===== Supplied records =====

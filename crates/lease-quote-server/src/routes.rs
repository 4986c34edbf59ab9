use axum::{
    extract::{rejection::JsonRejection, State},
    http::{HeaderValue, Method},
    routing::{get, post},
    Json, Router,
};
use chrono::Local;
use lease_quote_core::lease::normalizer::{RateRequest, ValueRequest};
use lease_quote_core::lease::offer::{DeliveryDirective, OfferRequest};
use lease_quote_core::quote::{self, RateResponse, ValueResponse};
use serde::{Deserialize, Serialize};
use tower_http::cors::{Any, CorsLayer};
use tower_http::trace::TraceLayer;
use tracing::info;

use crate::error::ApiError;
use crate::state::AppState;

#[derive(Debug, Serialize, Deserialize)]
pub struct HealthResponse {
    pub status: String,
    pub version: String,
}

/// Lease to quote and how the resulting offer should be delivered.
#[derive(Debug, Serialize, Deserialize)]
pub struct ProcessOfferRequest {
    pub quote: RateRequest,
    #[serde(default)]
    pub delivery: Option<DeliveryDirective>,
}

#[derive(Debug, Serialize, Deserialize)]
pub struct ProcessOfferResponse {
    pub message: String,
    pub pdf_data: String,
    #[serde(skip_serializing_if = "Option::is_none")]
    pub email_status: Option<String>,
}

pub fn router(state: AppState, allowed_origins: &[String]) -> Router {
    Router::new()
        .route("/health", get(health))
        .route("/calculate-rate", post(calculate_rate))
        .route("/calculate-value", post(calculate_value))
        .route("/process-offer", post(process_offer))
        .layer(cors_layer(allowed_origins))
        .layer(TraceLayer::new_for_http())
        .with_state(state)
}

fn cors_layer(allowed_origins: &[String]) -> CorsLayer {
    let origins: Vec<HeaderValue> = allowed_origins
        .iter()
        .filter_map(|o| HeaderValue::from_str(o).ok())
        .collect();
    let layer = CorsLayer::new()
        .allow_methods([Method::GET, Method::POST])
        .allow_headers(Any);
    if origins.is_empty() {
        layer.allow_origin(Any)
    } else {
        layer.allow_origin(origins)
    }
}

async fn health() -> Json<HealthResponse> {
    Json(HealthResponse {
        status: "ok".to_string(),
        version: env!("CARGO_PKG_VERSION").to_string(),
    })
}

async fn calculate_rate(
    State(state): State<AppState>,
    body: Result<Json<RateRequest>, JsonRejection>,
) -> Result<Json<RateResponse>, ApiError> {
    let Json(request) = body?;
    let response = quote::calculate_rate(&request, &state.engine)?;
    Ok(Json(response))
}

async fn calculate_value(
    State(state): State<AppState>,
    body: Result<Json<ValueRequest>, JsonRejection>,
) -> Result<Json<ValueResponse>, ApiError> {
    let Json(request) = body?;
    let response = quote::calculate_value(&request, &state.engine)?;
    Ok(Json(response))
}

async fn process_offer(
    State(state): State<AppState>,
    body: Result<Json<ProcessOfferRequest>, JsonRejection>,
) -> Result<Json<ProcessOfferResponse>, ApiError> {
    let Json(body) = body?;
    let params = quote::prepare_offer(&body.quote, &state.engine, Local::now().date_naive())?;
    let request = OfferRequest {
        params,
        delivery: body.delivery,
    };
    request.validate()?;

    let document = state.offer_service.render(&request).await?;
    let pdf = document.pdf_bytes()?;
    info!(
        bytes = pdf.len(),
        delivered = document.email_status.is_some(),
        "offer processed"
    );

    Ok(Json(ProcessOfferResponse {
        message: "Offer document generated".to_string(),
        pdf_data: document.pdf_data,
        email_status: document.email_status,
    }))
}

=====

= Exercise brief =
What are the lines above, starting at the one with "let origins: Vec<HeaderValue>" and ending at the one with "layer.allow_origin(Any)"? Give them again exactly, and only them.

= Answer for the task =
    let origins: Vec<HeaderValue> = allowed_origins
        .iter()
        .filter_map(|o| HeaderValue::from_str(o).ok())
        .collect();
    let layer = CorsLayer::new()
        .allow_methods([Method::GET, Method::POST])
        .allow_headers(Any);
    if origins.is_empty() {
        layer.allow_origin(Any)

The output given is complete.